To put Cockburn in the same league as Chomsky or Zinn is a slander to the latter. Neither had the quirkiness and stupidity in things like the issue of climate change as Cockburn, as well as on other topics. 

And neither had the same quality of vituperation in their arguments. As others have noted, Zinn had humility while also having strong feelings and ideas. Even the sometimes arrogant Chomsky doesn't argue or talk like Cockburn. He has more and deeper understanding. Both are more nuanced from everyting I've reade about them. Cockburn is not in the same league.  

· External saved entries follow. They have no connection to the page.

use std::collections::BTreeSet;
use std::path::PathBuf;
use std::sync::Arc;

use config::Config;
use database::root::RootManager;
use database::DbReader;
use error::Result;
use index::{Field, Index};
use key::Key;
use schema::Schema;
use toc::TocHandler;

/// The snapshot reader behind `toc.reader`.
///
/// The set of live indexes is fixed when the database is opened; records
/// appended afterwards are observed by a later open. When the stored
/// schema differs from the master schema the stored one wins, with a
/// warning.
pub struct TocDbReader {
	key: Key,
	directory: PathBuf,
	schema: Arc<Schema>,
	indexes: Vec<Index>,
	selected: Vec<usize>,
}

impl TocDbReader {
	/// Opens a database for reading; `None` when no database exists for
	/// the key on any visitable root.
	pub fn open(key: &Key, config: &Config, master: Arc<Schema>) -> Result<Option<TocDbReader>> {
		let directory = match RootManager::new(config).existing_directory(key) {
			Some(directory) => directory,
			None => return Ok(None),
		};

		Self::open_directory(key.clone(), directory, config, Some(master))
	}

	/// Opens the database in a specific directory, bypassing root
	/// selection (used by maintenance tools).
	pub fn open_directory(
		key: Key,
		directory: PathBuf,
		config: &Config,
		master: Option<Arc<Schema>>,
	) -> Result<Option<TocDbReader>> {
		let toc = TocHandler::new(&directory, config);
		if !toc.exists() {
			return Ok(None);
		}

		let schema = config.schemas().load(toc.schema_path())?;
		if let Some(master) = master {
			if !schema.same_as(&master) {
				warn!(
					"schema has changed for {}: using the schema stored in {}",
					key,
					toc.schema_path().display()
				);
			}
		}

		let indexes = toc.load_indexes()?;

		Ok(Some(TocDbReader {
			key,
			directory,
			schema,
			indexes,
			selected: Vec::new(),
		}))
	}

	/// The database directory.
	pub fn directory(&self) -> &PathBuf {
		&self.directory
	}

	/// Number of live indexes in the snapshot.
	pub fn index_count(&self) -> usize {
		self.indexes.len()
	}
}

impl DbReader for TocDbReader {
	fn key(&self) -> &Key {
		&self.key
	}

	fn schema(&self) -> Arc<Schema> {
		self.schema.clone()
	}

	fn select_index(&mut self, key: &Key) -> Result<bool> {
		self.selected = self.indexes.iter()
			.enumerate()
			.filter(|&(_, index)| index.key() == key)
			.map(|(i, _)| i)
			.collect();
		Ok(!self.selected.is_empty())
	}

	fn retrieve(&mut self, datum: &Key) -> Result<Option<Field>> {
		let fingerprint = datum.fingerprint();

		// indexes are held latest-first, so the first hit wins
		for &i in &self.selected {
			if let Some(field) = self.indexes[i].get(&fingerprint)? {
				debug!("retrieved {{{}}} from {}", datum, field.path.display());
				return Ok(Some(field));
			}
		}
		Ok(None)
	}

	fn axis(&self, keyword: &str) -> BTreeSet<String> {
		let mut out = BTreeSet::new();
		for index in &self.indexes {
			if let Some(values) = index.axis().values(keyword) {
				for value in values {
					out.insert(value.clone());
				}
			}
		}
		out
	}
}
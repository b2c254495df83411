//! Length-prefixed little-endian stream encoding.
//!
//! TOC record payloads and index files are streams of primitive values:
//! integers are fixed-width little-endian, strings and byte blobs are
//! length-prefixed. Padding bytes after the logical end of a stream are
//! ignored by readers.

use byteorder::{LittleEndian, ByteOrder};

use error::{ErrorKind, Result};

/// Encoder appending primitive values to an in-memory buffer.
pub struct Writer {
	buffer: Vec<u8>,
}

impl Writer {
	/// Creates an empty stream.
	pub fn new() -> Writer {
		Writer { buffer: Vec::new() }
	}

	/// Consumes the stream, yielding the encoded bytes.
	pub fn into_bytes(self) -> Vec<u8> {
		self.buffer
	}

	/// Number of bytes encoded so far.
	pub fn position(&self) -> usize {
		self.buffer.len()
	}

	pub fn write_u16(&mut self, value: u16) {
		let mut buf = [0u8; 2];
		LittleEndian::write_u16(&mut buf, value);
		self.buffer.extend_from_slice(&buf);
	}

	pub fn write_u32(&mut self, value: u32) {
		let mut buf = [0u8; 4];
		LittleEndian::write_u32(&mut buf, value);
		self.buffer.extend_from_slice(&buf);
	}

	pub fn write_u64(&mut self, value: u64) {
		let mut buf = [0u8; 8];
		LittleEndian::write_u64(&mut buf, value);
		self.buffer.extend_from_slice(&buf);
	}

	pub fn write_i64(&mut self, value: i64) {
		self.write_u64(value as u64);
	}

	pub fn write_bool(&mut self, value: bool) {
		self.buffer.push(value as u8);
	}

	pub fn write_bytes(&mut self, value: &[u8]) {
		self.write_u32(value.len() as u32);
		self.buffer.extend_from_slice(value);
	}

	pub fn write_string(&mut self, value: &str) {
		self.write_bytes(value.as_bytes());
	}
}

/// Decoder reading primitive values back out of a byte slice.
pub struct Reader<'a> {
	data: &'a [u8],
	position: usize,
}

impl<'a> Reader<'a> {
	/// Creates a stream reader over `data`.
	pub fn new(data: &'a [u8]) -> Reader<'a> {
		Reader { data, position: 0 }
	}

	/// Number of bytes consumed so far.
	pub fn position(&self) -> usize {
		self.position
	}

	fn take(&mut self, len: usize) -> Result<&'a [u8]> {
		if self.position + len > self.data.len() {
			bail!(ErrorKind::TruncatedStream);
		}
		let slice = &self.data[self.position..self.position + len];
		self.position += len;
		Ok(slice)
	}

	pub fn read_u16(&mut self) -> Result<u16> {
		Ok(LittleEndian::read_u16(self.take(2)?))
	}

	pub fn read_u32(&mut self) -> Result<u32> {
		Ok(LittleEndian::read_u32(self.take(4)?))
	}

	pub fn read_u64(&mut self) -> Result<u64> {
		Ok(LittleEndian::read_u64(self.take(8)?))
	}

	pub fn read_i64(&mut self) -> Result<i64> {
		Ok(self.read_u64()? as i64)
	}

	pub fn read_bool(&mut self) -> Result<bool> {
		Ok(self.take(1)?[0] != 0)
	}

	pub fn read_bytes(&mut self) -> Result<&'a [u8]> {
		let len = self.read_u32()? as usize;
		self.take(len)
	}

	pub fn read_string(&mut self) -> Result<String> {
		let bytes = self.read_bytes()?;
		String::from_utf8(bytes.to_vec())
			.map_err(|_| ErrorKind::TruncatedStream.into())
	}
}

#[cfg(test)]
mod tests {
	use super::{Writer, Reader};
	use error::ErrorKind;

	#[test]
	fn test_roundtrip() {
		let mut w = Writer::new();
		w.write_u16(7);
		w.write_u32(1024);
		w.write_u64(1 << 40);
		w.write_i64(-5);
		w.write_bool(true);
		w.write_string("class");
		let bytes = w.into_bytes();

		let mut r = Reader::new(&bytes);
		assert_eq!(r.read_u16().unwrap(), 7);
		assert_eq!(r.read_u32().unwrap(), 1024);
		assert_eq!(r.read_u64().unwrap(), 1 << 40);
		assert_eq!(r.read_i64().unwrap(), -5);
		assert_eq!(r.read_bool().unwrap(), true);
		assert_eq!(r.read_string().unwrap(), "class");
		assert_eq!(r.position(), bytes.len());
	}

	#[test]
	fn test_padding_is_ignored() {
		let mut w = Writer::new();
		w.write_string("oper");
		let mut bytes = w.into_bytes();
		bytes.extend_from_slice(&[0u8; 16]);

		let mut r = Reader::new(&bytes);
		assert_eq!(r.read_string().unwrap(), "oper");
	}

	#[test]
	fn test_truncated() {
		let mut w = Writer::new();
		w.write_string("truncate me");
		let bytes = w.into_bytes();

		let mut r = Reader::new(&bytes[..bytes.len() - 1]);
		assert_eq!(r.read_string().unwrap_err().kind(), &ErrorKind::TruncatedStream);
	}

	quickcheck! {
		fn quickcheck_strings_roundtrip(values: Vec<String>) -> bool {
			let mut w = Writer::new();
			for v in &values {
				w.write_string(v);
			}
			let bytes = w.into_bytes();

			let mut r = Reader::new(&bytes);
			values.iter().all(|v| r.read_string().unwrap() == *v)
		}

		fn quickcheck_integers_roundtrip(values: Vec<u64>) -> bool {
			let mut w = Writer::new();
			for v in &values {
				w.write_u64(*v);
			}
			let bytes = w.into_bytes();

			let mut r = Reader::new(&bytes);
			values.iter().all(|v| r.read_u64().unwrap() == *v)
		}
	}
}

And I would take your take your bet regarding Bill Blum; he would never subscribe to the idiocies that too frequently occurs in Cockburn's diatribes, even if he might not disagree with much of what Cockburn says.  That's the sneaky thing about Cockburn; he says sensible things, and then bleats on things on which he has no understanding, as for a current example, on the climate issue and global warming.  

--mkb

On Feb 7, 2010, at 4:50 PM, C. G. Estabrook wrote:

> 	"In reading his summary of ... history, one is struck
> 	by a lack of any nuance, a kind of modern manicheism."
> 
> Strange: that was exactly the remark used - even down to the theological term - in the critiques of Howard Zinn published at his death.
> 
> Perhaps that's the fate of writers - Chomsky, Cockburn, Zinn - who dare to take a position against liberal relativism.  There are some things that are wrong, unfashionable as it may be to say so (without "nuance").
> 
> Cockburn's article is as he says about the "rebirth of the American left" and its subsequent defeat by those who have arrogated the name, like the president.
> 
> I bet Bill Blum agrees with Cockburn.
> 
> 
> Morton K. Brussel wrote:
>> Whatever truths Cockburn speaks is vitiated by bitter hatred for a "left" which may deviate a bit from his likes and interpretations.  In reading his summary of post WWII history, one is struck by a lack of any nuance, a kind of modern manicheism. What in particular hit me in reading his account was the sentence (my emphasis)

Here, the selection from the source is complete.